Masalah terbesar ada di RAM. Dengan hanya 8GB LPDDR5, sistem sudah memakan 6,3 GB sebelum aplikasi apa pun dibuka. Begitu browser dibuka dengan 10 tab, sistem mulai melakukan paging dan terasa lambat. Cinebench 24 bahkan gagal berjalan karena memori yang tersedia terlalu sedikit. Storage bawaan juga hanya PCIe 3.0, padahal slot M.2-nya mendukung PCIe 4.0, sehingga kecepatan baca mentok di 2.315 MB/s.
Baterai Jadi Andalan Utama
Di sinilah UniBook bersinar. Dalam pengujian pemutaran video terus-menerus dengan kecerahan layar diturunkan, laptop ini bertahan lebih dari 20 jam dari baterai 53,38Wh. Chuwi sendiri mengklaim 13 jam untuk pemutaran video 1080p dengan kecerahan 50 persen. Pengisian daya menggunakan adaptor USB-C 65W, mampu mengisi seperempat kapasitas dalam 30 menit.

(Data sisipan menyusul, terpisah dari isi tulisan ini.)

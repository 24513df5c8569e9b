use serde::{Deserialize, Serialize};
use utoipa::ToSchema;

/// API response for health and readiness checks
#[derive(Serialize, Deserialize, ToSchema)]
pub struct HealthResponse {
    pub status: String,
    pub message: String,
    pub version: String,
}
use std::time::Duration;
use tokio::time::Instant;

/// Something the broadcaster wants put on the channel
#[derive(Debug, Clone, PartialEq, Eq)]
pub enum Outgoing {
    Content {
        content: String,
        cursor_position: Option<usize>,
    },
    Typing(bool),
}

#[derive(Debug)]
struct Pending {
    content: String,
    cursor_position: Option<usize>,
    deadline: Instant,
}

/// Coalesces keystrokes into one snapshot send per quiet window and
/// drives the typing indicator on its own, longer timer.
#[derive(Debug)]
pub struct DebouncedBroadcaster {
    content_delay: Duration,
    typing_timeout: Duration,
    pending: Option<Pending>,
    typing_deadline: Option<Instant>,
    last_sent: Option<String>,
}

impl DebouncedBroadcaster {
    pub fn new(content_delay: Duration, typing_timeout: Duration) -> Self {
        Self {
            content_delay,
            typing_timeout,
            pending: None,
            typing_deadline: None,
            last_sent: None,
        }
    }

    /// Record a local edit. Returns `Some(Outgoing::Typing(true))` when this
    /// edit starts a typing burst and should be announced immediately.
    pub fn on_local_edit(
        &mut self,
        content: &str,
        cursor_position: Option<usize>,
        now: Instant,
    ) -> Option<Outgoing> {
        self.pending = Some(Pending {
            content: content.to_string(),
            cursor_position,
            deadline: now + self.content_delay,
        });

        let started = self.typing_deadline.is_none();
        self.typing_deadline = Some(now + self.typing_timeout);
        started.then_some(Outgoing::Typing(true))
    }

    /// Fire every timer that is due at `now`
    pub fn poll(&mut self, now: Instant) -> Vec<Outgoing> {
        let mut out = Vec::new();

        if self.pending.as_ref().is_some_and(|p| p.deadline <= now) {
            if let Some(pending) = self.pending.take() {
                if self.last_sent.as_deref() != Some(pending.content.as_str()) {
                    out.push(Outgoing::Content {
                        content: pending.content,
                        cursor_position: pending.cursor_position,
                    });
                }
            }
        }

        if self.typing_deadline.is_some_and(|deadline| deadline <= now) {
            self.typing_deadline = None;
            out.push(Outgoing::Typing(false));
        }

        out
    }

    /// Remember what actually went out so an identical snapshot is not re-sent
    pub fn mark_sent(&mut self, content: &str) {
        self.last_sent = Some(content.to_string());
    }

    /// A remote snapshot replaced the document; the pending local one is stale
    pub fn discard_pending_content(&mut self) {
        self.pending = None;
    }

    pub fn is_typing(&self) -> bool {
        self.typing_deadline.is_some()
    }

    pub fn has_pending_content(&self) -> bool {
        self.pending.is_some()
    }

    pub fn next_deadline(&self) -> Option<Instant> {
        let content = self.pending.as_ref().map(|p| p.deadline);
        match (content, self.typing_deadline) {
            (Some(a), Some(b)) => Some(a.min(b)),
            (a, b) => a.or(b),
        }
    }

    /// Drop both timers without sending anything
    pub fn cancel(&mut self) {
        self.pending = None;
        self.typing_deadline = None;
    }
}

#[cfg(test)]
mod tests {
    use super::*;

    fn broadcaster() -> DebouncedBroadcaster {
        DebouncedBroadcaster::new(Duration::from_millis(300), Duration::from_millis(1000))
    }

    fn ms(n: u64) -> Duration {
        Duration::from_millis(n)
    }

    #[test]
    fn burst_of_edits_sends_only_the_last_snapshot() {
        let mut b = broadcaster();
        let t0 = Instant::now();
        let mut sent = Vec::new();

        for (i, text) in ["H", "He", "Hel", "Hell", "Hello"].iter().enumerate() {
            let at = t0 + ms(50 * i as u64);
            b.on_local_edit(text, Some(text.len()), at);
            sent.extend(b.poll(at));
        }
        sent.extend(b.poll(t0 + ms(200 + 299)));
        assert!(sent.iter().all(|o| !matches!(o, Outgoing::Content { .. })));

        let flushed = b.poll(t0 + ms(200 + 300));
        assert_eq!(
            flushed,
            vec![Outgoing::Content {
                content: "Hello".to_string(),
                cursor_position: Some(5)
            }]
        );
        assert!(b.poll(t0 + ms(900)).is_empty());
    }

    #[test]
    fn typing_starts_once_and_stops_once() {
        let mut b = broadcaster();
        let t0 = Instant::now();

        assert_eq!(b.on_local_edit("a", None, t0), Some(Outgoing::Typing(true)));
        assert_eq!(b.on_local_edit("ab", None, t0 + ms(400)), None);
        assert!(b.is_typing());

        let mut stops = 0;
        for step in 0..40 {
            stops += b
                .poll(t0 + ms(100 * step))
                .iter()
                .filter(|o| **o == Outgoing::Typing(false))
                .count();
        }
        assert_eq!(stops, 1);
        assert!(!b.is_typing());

        // A new burst announces typing again
        assert_eq!(b.on_local_edit("abc", None, t0 + ms(5000)), Some(Outgoing::Typing(true)));
    }

    #[test]
    fn identical_content_is_not_resent() {
        let mut b = broadcaster();
        let t0 = Instant::now();
        b.on_local_edit("same", None, t0);
        let out = b.poll(t0 + ms(300));
        assert_eq!(out.len(), 1);
        b.mark_sent("same");

        b.on_local_edit("same", None, t0 + ms(400));
        let out = b.poll(t0 + ms(700));
        assert!(out.iter().all(|o| !matches!(o, Outgoing::Content { .. })));
    }

    #[test]
    fn next_deadline_is_the_earliest_timer() {
        let mut b = broadcaster();
        assert_eq!(b.next_deadline(), None);
        let t0 = Instant::now();
        b.on_local_edit("x", None, t0);
        assert_eq!(b.next_deadline(), Some(t0 + ms(300)));
        b.poll(t0 + ms(300));
        assert_eq!(b.next_deadline(), Some(t0 + ms(1000)));
    }

    #[test]
    fn cancel_clears_both_timers() {
        let mut b = broadcaster();
        let t0 = Instant::now();
        b.on_local_edit("x", None, t0);
        b.cancel();
        assert_eq!(b.next_deadline(), None);
        assert!(b.poll(t0 + ms(5000)).is_empty());
    }

    #[test]
    fn discarding_pending_content_keeps_typing_timer() {
        let mut b = broadcaster();
        let t0 = Instant::now();
        b.on_local_edit("x", None, t0);
        b.discard_pending_content();
        assert!(!b.has_pending_content());
        assert_eq!(b.poll(t0 + ms(1000)), vec![Outgoing::Typing(false)]);
    }
}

Layar: Terang tapi Akurasi Warna Kurang
Panel IPS 14 inci dengan resolusi 1920 x 1200 menawarkan kecerahan puncak 300 nit yang cukup untuk penggunaan di dalam ruangan. Namun pengukuran menunjukkan gamut warna hanya mencapai 63 persen sRGB, jauh dari klaim 100 persen. Kontras dan keseragaman layar justru dinilai baik, jadi layar ini tetap nyaman untuk pekerjaan kantoran biasa, hanya kurang cocok untuk editing foto.
Harga dan Ketersediaan
UniBook dijual dengan satu varian saja: Intel Core 3 304, RAM 8GB, dan SSD 256GB. Harga US$449 di Amerika Serikat, £335 di Inggris, dan €449 di Eropa. Sebagai pembanding, HP OmniBook 3 AI 14 dengan chip yang sama dibanderol £799, sementara Lenovo ThinkPad E16 Gen 4 dengan RAM 16GB mencapai £954. Chuwi jelas menawarkan nilai paling agresif, meski dengan kompromi di kapasitas memori.
Kesimpulan
Chuwi UniBook adalah laptop yang jujur pada harganya. Ia menawarkan desain premium, port terlengkap di kelasnya, dan daya tahan baterai luar biasa. Namun RAM 8GB yang tidak bisa ditambah membuatnya hanya cocok untuk pengguna dengan kebutuhan ringan: browsing, mengetik dokumen, dan video call. Untuk pelajar yang butuh multitasking berat atau profesional yang sering membuka banyak aplikasi sekaligus, laptop ini akan cepat terasa sempit.